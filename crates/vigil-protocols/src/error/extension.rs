//! Registry-related errors.

use thiserror::Error;

#[derive(Debug, Error)]
pub enum ExtensionError {
    #[error("Extension not found: {0}")]
    NotFound(String),

    #[error("Extension already registered: {0}")]
    AlreadyRegistered(String),

    #[error("{0}")]
    Custom(String),
}

#[cfg(test)]
mod tests {
    use super::*;

    #[test]
    fn test_not_found_error() {
        let err = ExtensionError::NotFound("cpu".to_string());
        let display = err.to_string();
        assert!(display.contains("not found"));
        assert!(display.contains("cpu"));
    }

    #[test]
    fn test_already_registered_error() {
        let err = ExtensionError::AlreadyRegistered("log".to_string());
        let display = err.to_string();
        assert!(display.contains("already registered"));
        assert!(display.contains("log"));
    }

    #[test]
    fn test_custom_error() {
        let err = ExtensionError::Custom("custom error message".to_string());
        assert_eq!(err.to_string(), "custom error message");
    }
}
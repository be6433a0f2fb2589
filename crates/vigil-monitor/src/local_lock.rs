//! In-process cluster lock for single-node deployments and tests.

use std::collections::HashMap;

use async_trait::async_trait;
use chrono::{DateTime, Utc};
use parking_lot::Mutex;

use vigil_protocols::{ClusterLock, LockInfo, MonitorError};

/// [`ClusterLock`] whose scope is the current process.
///
/// Releasing a lock moves its acquisition time into `last_lock_time`, which
/// is what the clustered scheduler reads as the shared last-check time.
pub struct LocalClusterLock {
    server_id: String,
    locks: Mutex<HashMap<String, LockInfo>>,
}

impl LocalClusterLock {
    pub fn new(server_id: impl Into<String>) -> Self {
        Self {
            server_id: server_id.into(),
            locks: Mutex::new(HashMap::new()),
        }
    }
}

fn check_name(name: &str) -> Result<(), MonitorError> {
    if name.trim().is_empty() {
        return Err(MonitorError::Lock("lock name is empty".to_string()));
    }
    Ok(())
}

#[async_trait]
impl ClusterLock for LocalClusterLock {
    async fn try_lock(&self, name: &str, now: DateTime<Utc>) -> Result<bool, MonitorError> {
        check_name(name)?;
        let mut locks = self.locks.lock();
        let info = locks
            .entry(name.to_string())
            .or_insert_with(|| LockInfo::new(name));
        if info.is_locked() {
            return Ok(false);
        }
        info.locking_server_id = Some(self.server_id.clone());
        info.lock_time = Some(now);
        Ok(true)
    }

    async fn unlock(&self, name: &str) -> Result<(), MonitorError> {
        check_name(name)?;
        let mut locks = self.locks.lock();
        if let Some(info) = locks.get_mut(name) {
            if info.is_locked() {
                info.last_locking_server_id = info.locking_server_id.take();
                info.last_lock_time = info.lock_time.take();
            }
        }
        Ok(())
    }

    async fn lock_info(&self, name: &str) -> Result<Option<LockInfo>, MonitorError> {
        Ok(self.locks.lock().get(name).cloned())
    }
}
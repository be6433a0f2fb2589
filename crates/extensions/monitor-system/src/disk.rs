//! Used disk space check.

use std::path::Path;

use async_trait::async_trait;
use parking_lot::Mutex;
use sysinfo::Disks;
use tracing::debug;

use vigil_protocols::{Monitor, MonitorError, MonitorType};

use crate::percent;

/// Reports used space as a whole percentage.
///
/// When the monitor's expression names a mount point, that disk is measured
/// and a missing mount is a check failure. Otherwise the fullest mounted
/// disk is reported, or 0 when none are visible.
pub struct DiskMonitorType {
    disks: Mutex<Disks>,
}

impl DiskMonitorType {
    pub fn new() -> Self {
        Self {
            disks: Mutex::new(Disks::new_with_refreshed_list()),
        }
    }
}

impl Default for DiskMonitorType {
    fn default() -> Self {
        Self::new()
    }
}

#[async_trait]
impl MonitorType for DiskMonitorType {
    fn name(&self) -> &str {
        "disk"
    }

    async fn check(&self, monitor: &Monitor) -> Result<i64, MonitorError> {
        let mut disks = self.disks.lock();
        disks.refresh_list();

        let usage = |disk: &sysinfo::Disk| {
            let total = disk.total_space();
            percent(total.saturating_sub(disk.available_space()), total)
        };

        match monitor
            .expression
            .as_deref()
            .map(str::trim)
            .filter(|e| !e.is_empty())
        {
            Some(mount) => disks
                .list()
                .iter()
                .find(|d| d.mount_point() == Path::new(mount))
                .map(usage)
                .ok_or_else(|| {
                    MonitorError::check(
                        &monitor.monitor_id,
                        format!("no disk mounted at '{}'", mount),
                    )
                }),
            None => {
                let fullest = disks.list().iter().map(usage).max().unwrap_or(0);
                debug!(
                    "Monitor '{}' fullest of {} disk(s) at {}%",
                    monitor.monitor_id,
                    disks.list().len(),
                    fullest
                );
                Ok(fullest)
            }
        }
    }
}

#[cfg(test)]
mod tests {
    use super::*;

    #[tokio::test]
    async fn test_fullest_disk_is_a_percentage() {
        let value = DiskMonitorType::new()
            .check(&Monitor::new("disk-full", "disk", 90))
            .await
            .unwrap();
        assert!((0..=100).contains(&value));
    }

    #[tokio::test]
    async fn test_unknown_mount_point_fails() {
        let monitor =
            Monitor::new("disk-full", "disk", 90).with_expression("/vigil/not/a/mount/point");
        let result = DiskMonitorType::new().check(&monitor).await;
        assert!(matches!(result, Err(MonitorError::CheckFailed { .. })));
    }
}
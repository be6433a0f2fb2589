//! Check plugin protocol.

use async_trait::async_trait;

use crate::error::MonitorError;
use crate::model::Monitor;

/// A check implementation, looked up by [`MonitorType::name`] from a
/// monitor's `type`.
#[async_trait]
pub trait MonitorType: Send + Sync {
    /// Registered type name.
    fn name(&self) -> &str;

    /// Whether the check must run on at most one node of the cluster.
    fn requires_cluster_lock(&self) -> bool {
        false
    }

    /// Produce one observation for `monitor`.
    async fn check(&self, monitor: &Monitor) -> Result<i64, MonitorError>;
}
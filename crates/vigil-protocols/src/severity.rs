//! Conventional severity bands.
//!
//! Severity levels are plain integers; these constants name the bands used
//! by the built-in plugins when choosing a log level or a display label.

/// Informational.
pub const INFO: i32 = 100;
/// Warning.
pub const WARNING: i32 = 200;
/// Severe.
pub const SEVERE: i32 = 300;

/// Display label for a severity level.
pub fn severity_name(level: i32) -> &'static str {
    if level >= SEVERE {
        "SEVERE"
    } else if level >= WARNING {
        "WARNING"
    } else {
        "INFO"
    }
}
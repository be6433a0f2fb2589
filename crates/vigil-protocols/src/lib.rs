//! # Vigil Protocols
//!
//! Entity types and trait definitions shared by the Vigil monitoring engine
//! and its plugins.
//!
//! ## Contents
//!
//! - Definitions: [`Monitor`], [`Notification`]
//! - Occurrences: [`MonitorEvent`]
//! - Plugin traits: [`MonitorType`], [`NotificationType`]
//! - Collaborators: [`MonitorStore`], [`ClusterLock`], [`IdentityProvider`]

pub mod cluster;
pub mod error;
pub mod model;
pub mod monitor_type;
pub mod notification_type;
pub mod severity;
pub mod store;

pub use cluster::{ClusterLock, IdentityProvider};
pub use error::{ExtensionError, MonitorError};
pub use model::{
    EventFilter, EventKey, LockInfo, Monitor, MonitorEvent, NodeIdentity, Notification, SCOPE_ALL,
};
pub use monitor_type::MonitorType;
pub use notification_type::NotificationType;
pub use store::MonitorStore;
//! TTL-bounded cache of active monitor and notification definitions.

#[cfg(test)]
#[path = "cache_tests.rs"]
mod tests;

use std::sync::Arc;
use std::time::Duration;

use parking_lot::RwLock;
use tokio::time::Instant;
use tracing::debug;

use vigil_protocols::{Monitor, MonitorError, MonitorStore, Notification};

struct Snapshot<T> {
    items: Arc<Vec<T>>,
    fetched_at: Instant,
}

/// Read-through cache over a [`MonitorStore`].
///
/// Snapshots are shared: reads within the TTL return the same `Arc`.
/// A failed refresh leaves the previous snapshot in place.
pub struct DefinitionCache {
    store: Arc<dyn MonitorStore>,
    monitor_ttl: Duration,
    notification_ttl: Duration,
    monitors: RwLock<Option<Snapshot<Monitor>>>,
    notifications: RwLock<Option<Snapshot<Notification>>>,
}

impl DefinitionCache {
    pub fn new(
        store: Arc<dyn MonitorStore>,
        monitor_ttl: Duration,
        notification_ttl: Duration,
    ) -> Self {
        Self {
            store,
            monitor_ttl,
            notification_ttl,
            monitors: RwLock::new(None),
            notifications: RwLock::new(None),
        }
    }

    /// Enabled monitors for a node scope.
    pub async fn get_active_monitors(
        &self,
        node_group_id: &str,
        external_id: &str,
    ) -> Result<Arc<Vec<Monitor>>, MonitorError> {
        if let Some(items) = fresh(&self.monitors, self.monitor_ttl) {
            return Ok(items);
        }

        let items = Arc::new(
            self.store
                .get_active_monitors_for_node(node_group_id, external_id)
                .await?,
        );
        debug!(
            "Loaded {} active monitors for {}/{}",
            items.len(),
            node_group_id,
            external_id
        );
        replace(&self.monitors, items.clone());
        Ok(items)
    }

    /// Enabled notifications for a node scope.
    pub async fn get_active_notifications(
        &self,
        node_group_id: &str,
        external_id: &str,
    ) -> Result<Arc<Vec<Notification>>, MonitorError> {
        if let Some(items) = fresh(&self.notifications, self.notification_ttl) {
            return Ok(items);
        }

        let items = Arc::new(
            self.store
                .get_active_notifications_for_node(node_group_id, external_id)
                .await?,
        );
        debug!(
            "Loaded {} active notifications for {}/{}",
            items.len(),
            node_group_id,
            external_id
        );
        replace(&self.notifications, items.clone());
        Ok(items)
    }

    /// Force the next monitor read to hit the store.
    pub fn flush_monitors(&self) {
        *self.monitors.write() = None;
    }

    /// Force the next notification read to hit the store.
    pub fn flush_notifications(&self) {
        *self.notifications.write() = None;
    }
}

fn fresh<T>(slot: &RwLock<Option<Snapshot<T>>>, ttl: Duration) -> Option<Arc<Vec<T>>> {
    slot.read()
        .as_ref()
        .filter(|snapshot| snapshot.fetched_at.elapsed() < ttl)
        .map(|snapshot| snapshot.items.clone())
}

fn replace<T>(slot: &RwLock<Option<Snapshot<T>>>, items: Arc<Vec<T>>) {
    *slot.write() = Some(Snapshot {
        items,
        fetched_at: Instant::now(),
    });
}
//! Configuration loader.

use std::fs;
use std::path::Path;

use regex::Regex;

use crate::error::ConfigError;
use crate::schema::Config;

/// Configuration loader with environment variable substitution.
pub struct ConfigLoader;

impl ConfigLoader {
    /// Load configuration from a TOML file.
    pub fn load(path: &Path) -> Result<Config, ConfigError> {
        let content = fs::read_to_string(path)?;
        Self::load_str(&content)
    }

    /// Load configuration from a string.
    pub fn load_str(content: &str) -> Result<Config, ConfigError> {
        let expanded = Self::expand_env_vars(content)?;
        let mut config: Config = toml::from_str(&expanded)?;
        if let Some(dir) = config.logging.file_dir.take() {
            let expanded = Self::expand_path(&dir.to_string_lossy());
            config.logging.file_dir = Some(expanded.into());
        }
        Ok(config)
    }

    /// Expand environment variables in the format `${VAR}`.
    fn expand_env_vars(content: &str) -> Result<String, ConfigError> {
        let mut result = content.to_string();
        let re = Regex::new(r"\$\{([^}]+)\}")
            .map_err(|e| ConfigError::InvalidFormat(e.to_string()))?;

        for cap in re.captures_iter(content) {
            let var_name = &cap[1];
            let var_value = std::env::var(var_name)
                .map_err(|_| ConfigError::EnvVarNotSet(var_name.to_string()))?;
            result = result.replace(&cap[0], &var_value);
        }

        Ok(result)
    }

    /// Expand shell-style paths (e.g., `~/.vigil/logs`).
    pub fn expand_path(path: &str) -> String {
        shellexpand::tilde(path).to_string()
    }
}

DESCRIPTION OF THE TASK
Referring to the material above, set down exactly the lines between the line with "Some(items) = fresh(&self.notifications, self.notification_ttl)" and the line with "if let Some(dir)", inclusive, and no other lines.

TASK OUTPUT
        if let Some(items) = fresh(&self.notifications, self.notification_ttl) {
            return Ok(items);
        }

        let items = Arc::new(
            self.store
                .get_active_notifications_for_node(node_group_id, external_id)
                .await?,
        );
        debug!(
            "Loaded {} active notifications for {}/{}",
            items.len(),
            node_group_id,
            external_id
        );
        replace(&self.notifications, items.clone());
        Ok(items)
    }

    /// Force the next monitor read to hit the store.
    pub fn flush_monitors(&self) {
        *self.monitors.write() = None;
    }

    /// Force the next notification read to hit the store.
    pub fn flush_notifications(&self) {
        *self.notifications.write() = None;
    }
}

fn fresh<T>(slot: &RwLock<Option<Snapshot<T>>>, ttl: Duration) -> Option<Arc<Vec<T>>> {
    slot.read()
        .as_ref()
        .filter(|snapshot| snapshot.fetched_at.elapsed() < ttl)
        .map(|snapshot| snapshot.items.clone())
}

fn replace<T>(slot: &RwLock<Option<Snapshot<T>>>, items: Arc<Vec<T>>) {
    *slot.write() = Some(Snapshot {
        items,
        fetched_at: Instant::now(),
    });
}
//! Configuration loader.

use std::fs;
use std::path::Path;

use regex::Regex;

use crate::error::ConfigError;
use crate::schema::Config;

/// Configuration loader with environment variable substitution.
pub struct ConfigLoader;

impl ConfigLoader {
    /// Load configuration from a TOML file.
    pub fn load(path: &Path) -> Result<Config, ConfigError> {
        let content = fs::read_to_string(path)?;
        Self::load_str(&content)
    }

    /// Load configuration from a string.
    pub fn load_str(content: &str) -> Result<Config, ConfigError> {
        let expanded = Self::expand_env_vars(content)?;
        let mut config: Config = toml::from_str(&expanded)?;
        if let Some(dir) = config.logging.file_dir.take() {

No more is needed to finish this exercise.